Oxfam International has denounced that “In Indonesia, although the
right to form a union is recognised by law, the International Trade
Union Confederation notes that in practice trade-union rights are
seriously weakened by intimidation and lengthy mediation processes
which force unions to resort to wildcat strikes. In this context
Musim Mas, an Indonesian palm-oil company, last year [2006] fired
over 700 union members in retaliation for a strike, forcibly evicting
the workers and 1,000 family members from their homes, and expelling
their children from school.” (2) (and see also WRM Bulletin Nº 109).
Work in oil palm plantations is hard for both men and women, though
different. It is quite frequent that women help their husbands in
the plantations meet demanding production quotas, usually doing
unpaid work. Apart from that, women have to take care of the children,
elaborate the food and collect firewood and water, which now are
rather far due to destruction of the forest by the oil palm plantations.
In case women work on a hired basis, they often receive lower wages
than men. Discrimination is set on the grounds that their work is
easier than that of men.
According to an article by Rainforest Action Network, “Women are
often assigned tasks that seem less onerous, but which are actually
more dangerous and physically demanding than that of their male
counterparts. In Indonesia, women are often designated to spray
pesticides because it is less physically taxing than other plantation
work. Unfortunately, they are rarely given proper protective gear
like gloves and masks. When they return home, they have to prepare
food for their families, often with pesticide residue still on their
skin and clothes.” (3)
Paraquat and Glyphosate (Roundup) are the most common herbicides
used in oil palm plantations. In addition to concerns about the
effects on health from direct exposure to the toxics, the publication
Down To Earth (DTE) revealed that herbicides can be washed by heavy
rainfall “into streams and rivers which provide the only source
of water for all household needs - including drinking - for villages
around the plantations. Furthermore, the herbicides do not bind
to sandy soils” (4)
DTE puts flesh and bones to statistics bringing the case of Mardiana,
better known as Etek, who works for PT Agro Masang Perkasa in Agam
district, West Sumatra. “She has been working there since 1994 and
will continue to do so as there are no other jobs she could do to
sustain herself and her family” explains a brief report based on
an interview with Etek on June 2008 in Bogor. (5)
She cannot see out of her right eye since weedkiller accidentally
got into it three years ago. "Before, whenever anything got
in my eye, I rubbed it. This is what it's like now - like the eye
of a salted fish," she says.
Etek works on the plantation, mainly spraying herbicides between
the rows of oil palms. There are only three groups of sprayers.

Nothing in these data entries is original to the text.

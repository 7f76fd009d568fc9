//! Search query representation.

use std::fmt;
use std::str::FromStr;
use std::sync::OnceLock;
use std::time::Duration;

use regex::Regex;
use serde::{Deserialize, Serialize};
use url::Url;

use crate::{Result, SearchError};

/// Results served per page by the engine.
pub const RESULTS_PER_PAGE: u32 = 10;

static TIME_WINDOW_RE: OnceLock<Regex> = OnceLock::new();

fn time_window_re() -> &'static Regex {
    TIME_WINDOW_RE.get_or_init(|| {
        Regex::new(r"^(?P<unit>[adhmnwy])(?P<magnitude>\d+)?$").expect("static regex is valid")
    })
}

/// Rewrites a raw query into the form the engine expects in `q=`.
///
/// Spaces and literal `%20` become `+`, double quotes become `%22`.
/// Everything else, including `:` in operators like `site:`, is left alone.
pub fn normalize_query(raw: &str) -> String {
    raw.replace("%20", "+").replace(' ', "+").replace('"', "%22")
}

/// A search query, normalized once at construction.
#[derive(Debug, Clone, PartialEq, Eq, Serialize, Deserialize)]
pub struct SearchQuery {
    /// The query as supplied by the caller.
    pub query: String,
    normalized: String,
}

impl SearchQuery {
    /// Creates a query. Empty or whitespace-only input is rejected.
    pub fn new(query: impl Into<String>) -> Result<Self> {
        let query = query.into();
        if query.trim().is_empty() {
            return Err(SearchError::InvalidQuery("Query cannot be empty".into()));
        }
        let normalized = normalize_query(&query);
        Ok(Self { query, normalized })
    }

    /// The value sent as the `q` parameter.
    pub fn normalized(&self) -> &str {
        &self.normalized
    }
}

/// Recency filter sent as `tbs=qdr:<window>`.
///
/// A unit letter (`a`ny, `d`ay, `h`our, `m`onth, mi`n`ute, `w`eek, `y`ear)
/// optionally followed by a positive magnitude, e.g. `w2`.
#[derive(Debug, Clone, Copy, PartialEq, Eq, Serialize, Deserialize)]
#[serde(try_from = "String", into = "String")]
pub struct TimeWindow {
    unit: char,
    magnitude: Option<u32>,
}

impl TimeWindow {
    /// No recency restriction.
    pub const ANY: TimeWindow = TimeWindow {
        unit: 'a',
        magnitude: None,
    };

    /// The unit letter.
    pub fn unit(&self) -> char {
        self.unit
    }

    /// The optional magnitude.
    pub fn magnitude(&self) -> Option<u32> {
        self.magnitude
    }
}

impl Default for TimeWindow {
    fn default() -> Self {
        Self::ANY
    }
}

impl FromStr for TimeWindow {
    type Err = SearchError;

    fn from_str(s: &str) -> Result<Self> {
        let invalid = || SearchError::InvalidTimeWindow(s.to_string());
        let caps = time_window_re().captures(s).ok_or_else(invalid)?;
        let unit = caps["unit"].chars().next().ok_or_else(invalid)?;
        let magnitude = match caps.name("magnitude") {
            Some(m) => {
                let n: u32 = m.as_str().parse().map_err(|_| invalid())?;
                if n == 0 {
                    return Err(invalid());
                }
                Some(n)
            }
            None => None,
        };
        Ok(Self { unit, magnitude })
    }
}

impl TryFrom<String> for TimeWindow {
    type Error = SearchError;

    fn try_from(value: String) -> Result<Self> {
        value.parse()
    }
}

impl From<TimeWindow> for String {
    fn from(window: TimeWindow) -> Self {
        window.to_string()
    }
}

impl fmt::Display for TimeWindow {
    fn fmt(&self, f: &mut fmt::Formatter<'_>) -> fmt::Result {
        match self.magnitude {
            Some(n) => write!(f, "{}{}", self.unit, n),
            None => write!(f, "{}", self.unit),
        }
    }
}

/// One page of one query. Recomputed for every fetch.
#[derive(Debug, Clone, Copy)]
pub struct PageRequest<'a> {
    pub query: &'a SearchQuery,
    /// Page index relative to the caller's offset.
    pub page: u32,
    /// Caller-supplied page offset.
    pub offset: u32,
    pub time_window: TimeWindow,
}

impl PageRequest<'_> {
    /// Result offset sent as `start`, or `None` past the last addressable page.
    pub fn start(&self) -> Option<u32> {
        self.page
            .checked_add(self.offset)?
            .checked_mul(RESULTS_PER_PAGE)
    }

    /// Builds the results-page URL on the given host.
    pub fn url(&self, host: &str) -> Result<Url> {
        let start = self.start().ok_or_else(|| {
            SearchError::InvalidQuery(format!(
                "page {} with offset {} is out of range",
                self.page, self.offset
            ))
        })?;
        let raw = format!(
            "https://{}/search?start={}&tbs=qdr:{}&q={}&filter=0",
            host,
            start,
            self.time_window,
            self.query.normalized()
        );
        Ok(Url::parse(&raw)?)
    }
}

fn default_pages() -> u32 {
    1
}

fn default_delay() -> Duration {
    Duration::from_millis(1000)
}

fn default_max_pool_cycles() -> usize {
    1
}

/// Pagination and retry settings shared by every query of a run.
#[derive(Debug, Clone, Serialize, Deserialize)]
pub struct SearchOptions {
    /// Pages to fetch per query unless `all_pages` is set.
    #[serde(default = "default_pages")]
    pub pages: u32,
    /// Page offset to start from.
    #[serde(default)]
    pub offset: u32,
    /// Keep paging until an empty page, ignoring `pages`.
    #[serde(default)]
    pub all_pages: bool,
    /// Sleep between successful page fetches.
    #[serde(default = "default_delay")]
    pub delay: Duration,
    #[serde(default)]
    pub time_window: TimeWindow,
    /// Drop social-media and video hosts from results.
    #[serde(default)]
    pub exclude_junk: bool,
    /// Full passes over the proxy pool allowed for a single page.
    #[serde(default = "default_max_pool_cycles")]
    pub max_pool_cycles: usize,
}

impl Default for SearchOptions {
    fn default() -> Self {
        Self {
            pages: default_pages(),
            offset: 0,
            all_pages: false,
            delay: default_delay(),
            time_window: TimeWindow::ANY,
            exclude_junk: false,
            max_pool_cycles: default_max_pool_cycles(),
        }
    }
}

impl SearchOptions {
    /// Creates options with defaults.
    pub fn new() -> Self {
        Self::default()
    }

    /// Sets the page count.
    pub fn with_pages(mut self, pages: u32) -> Self {
        self.pages = pages;
        self
    }

    /// Sets the page offset.
    pub fn with_offset(mut self, offset: u32) -> Self {
        self.offset = offset;
        self
    }

    /// Fetch until the engine runs out of results.
    pub fn with_all_pages(mut self, all_pages: bool) -> Self {
        self.all_pages = all_pages;
        self
    }

    /// Sets the inter-request delay.
    pub fn with_delay(mut self, delay: Duration) -> Self {
        self.delay = delay;
        self
    }

    /// Sets the time window.
    pub fn with_time_window(mut self, window: TimeWindow) -> Self {
        self.time_window = window;
        self
    }

    /// Enables the junk-host filter.
    pub fn with_exclude_junk(mut self, exclude: bool) -> Self {
        self.exclude_junk = exclude;
        self
    }

    /// Sets how many full pool passes a page may take. Zero is treated as one.
    pub fn with_max_pool_cycles(mut self, cycles: usize) -> Self {
        self.max_pool_cycles = cycles;
        self
    }
}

Each group has one person in charge and consists of nine or ten
people. In one day, each person must cover nine rows or around two
hectares.
For every two litres of Roundup mixed with 16 litres of water, the
workers can cover two hectares of plantation. Usually they work
in pairs and each earn Rp30,000 (US$ 3.25) for the two hectares.

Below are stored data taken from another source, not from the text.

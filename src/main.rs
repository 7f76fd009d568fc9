//! degoogle CLI - scrape search results from the command line.

use std::path::PathBuf;
use std::process::ExitCode;
use std::sync::Arc;
use std::time::Duration;

use anyhow::{Context, Result};
use clap::{Parser, ValueEnum};
use tracing_subscriber::{EnvFilter, FmtSubscriber};

use degoogle::{
    fetcher_http::HttpFetcher,
    headers::parse_headers,
    proxy::{load_proxy_file, ProxyConfig, ProxyPool},
    EngineConfig, RunOutcome, Search, SearchOptions, TimeWindow,
};

const BANNER: &str = r"
     _                             _
  __| | ___  __ _  ___   ___   __ _| | ___
 / _` |/ _ \/ _` |/ _ \ / _ \ / _` | |/ _ \
| (_| |  __/ (_| | (_) | (_) | (_| | |  __/
 \__,_|\___|\__, |\___/ \___/ \__, |_|\___|
            |___/             |___/
";

/// degoogle - extract search results without the tracking
#[derive(Parser)]
#[command(name = "degoogle")]
#[command(author, version, about, long_about = None)]
struct Cli {
    /// Search queries, processed in order
    #[arg(required = true)]
    queries: Vec<String>,

    /// Pages to fetch per query
    #[arg(short, long, default_value = "1")]
    pages: u32,

    /// Page offset to start from
    #[arg(short, long, default_value = "0")]
    offset: u32,

    /// Fetch every page until results run out (overrides --pages)
    #[arg(short, long)]
    all_pages: bool,

    /// Delay between page requests in milliseconds
    #[arg(short, long, default_value = "1000")]
    delay: u64,

    /// Time window: a, d, h, m, n, w or y, optionally followed by a number (e.g. w2)
    #[arg(short, long, default_value = "a")]
    time_window: String,

    /// Print URLs only
    #[arg(short, long)]
    urls_only: bool,

    /// Drop facebook, pinterest, quora and youtube results
    #[arg(short = 'j', long)]
    exclude_junk: bool,

    /// Extra request header, `Name: Value` (repeatable)
    #[arg(short = 'H', long = "header")]
    headers: Vec<String>,

    /// File with one `[HTTPS] host:port` or `[SOCKS5] host:port` proxy per line
    #[arg(short = 'P', long)]
    proxy_file: Option<PathBuf>,

    /// Proxy URL, e.g. http://127.0.0.1:8080 or socks5://127.0.0.1:1080 (repeatable)
    #[arg(long = "proxy")]
    proxies: Vec<String>,

    /// Full passes over the proxy pool allowed for a single page
    #[arg(long, default_value = "1")]
    max_pool_cycles: usize,

    /// Search host
    #[arg(long, default_value = "www.google.com")]
    host: String,

    /// Output format
    #[arg(short, long, default_value = "text")]
    format: OutputFormat,

    /// Enable verbose output
    #[arg(short, long)]
    verbose: bool,

    /// Do not print the banner
    #[arg(short = 'B', long)]
    no_banner: bool,
}

#[derive(Clone, Copy, ValueEnum)]
enum OutputFormat {
    /// Human-readable text output
    Text,
    /// JSON output
    Json,
}

#[tokio::main]
async fn main() -> Result<ExitCode> {
    let cli = Cli::parse();

    // Setup logging
    if cli.verbose {
        let subscriber = FmtSubscriber::builder()
            .with_env_filter(EnvFilter::new("degoogle=debug"))
            .with_writer(std::io::stderr)
            .finish();
        tracing::subscriber::set_global_default(subscriber)?;
    }

    if !cli.no_banner && matches!(cli.format, OutputFormat::Text) {
        eprintln!("{BANNER}");
    }

    let mut search = match build_search(&cli).await {
        Ok(search) => search,
        Err(e) => {
            eprintln!("configuration error: {e:#}");
            return Ok(ExitCode::from(2));
        }
    };

    let outcome = search.run(&cli.queries).await;
    report(&cli, &outcome)
}

async fn build_search(cli: &Cli) -> Result<Search> {
    let time_window: TimeWindow = cli.time_window.parse()?;
    let headers = parse_headers(&cli.headers)?;

    let mut proxies = match &cli.proxy_file {
        Some(path) => load_proxy_file(path)
            .await
            .with_context(|| format!("reading proxy list {}", path.display()))?,
        None => Vec::new(),
    };
    for url in &cli.proxies {
        proxies.push(ProxyConfig::from_url(url)?);
    }

    let engine = EngineConfig::default().with_host(&cli.host);
    let fetcher = HttpFetcher::with_timeout(Duration::from_secs(engine.timeout))?;

    let options = SearchOptions::new()
        .with_pages(cli.pages)
        .with_offset(cli.offset)
        .with_all_pages(cli.all_pages)
        .with_delay(Duration::from_millis(cli.delay))
        .with_time_window(time_window)
        .with_exclude_junk(cli.exclude_junk)
        .with_max_pool_cycles(cli.max_pool_cycles);

    let mut search = Search::new(Arc::new(fetcher))?
        .with_engine(engine)
        .with_headers(headers)
        .with_options(options);

    if !proxies.is_empty() {
        if cli.verbose {
            eprintln!("Using {} proxies", proxies.len());
        }
        search.set_proxy_pool(ProxyPool::with_proxies(proxies));
    }

    Ok(search)
}

fn report(cli: &Cli, outcome: &RunOutcome) -> Result<ExitCode> {
    if matches!(cli.format, OutputFormat::Json) {
        println!("{}", serde_json::to_string_pretty(outcome)?);
        return Ok(exit_code(outcome));
    }

    if let Some(results) = outcome.results() {
        if results.is_empty() {
            if outcome.is_success() {
                println!("no results");
            }
        } else {
            println!("{}", results.to_text(cli.urls_only));
        }
    }

    match outcome {
        RunOutcome::Success(_) => {}
        RunOutcome::Blocked { .. } => {
            eprintln!("blocked by the search engine; use a proxy (-P/--proxy)")
        }
        RunOutcome::MalformedResponse { reason, .. } => {
            eprintln!("malformed response: {reason}")
        }
        RunOutcome::TransportFailure { reason, .. } => {
            eprintln!("request failed: {reason}")
        }
        RunOutcome::ProxiesExhausted { attempts, .. } => {
            eprintln!("every proxy failed ({attempts} attempts); try a fresh proxy list")
        }
        RunOutcome::ConfigurationError { reason } => {
            eprintln!("configuration error: {reason}")
        }
    }

    Ok(exit_code(outcome))
}

fn exit_code(outcome: &RunOutcome) -> ExitCode {
    match outcome {
        RunOutcome::Success(_) => ExitCode::SUCCESS,
        RunOutcome::Blocked { .. } | RunOutcome::ConfigurationError { .. } => ExitCode::from(2),
        _ => ExitCode::FAILURE,
    }
}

At harvest time, Etek also gets Rp400 (around 4 cents) per bunch
of palm fruits, the same amount whether the bunch is big or small.
As a sprayer, she also gets Rp8,000 (US$ 0.86) to buy milk. Initially
the company provides safety mask and spray equipment, but it does
not provide replacements when these wear out or break. The cost
of a new sprayer, or what the workers call a kep, is Rp200,000 (US$
22) each, and can be paid for by installments over four months.
Although they don't get enough training about the dangers of toxic
chemicals, Etek and her friends know not to speak while spraying,
until they get to the water tank, where they refill their sprayers.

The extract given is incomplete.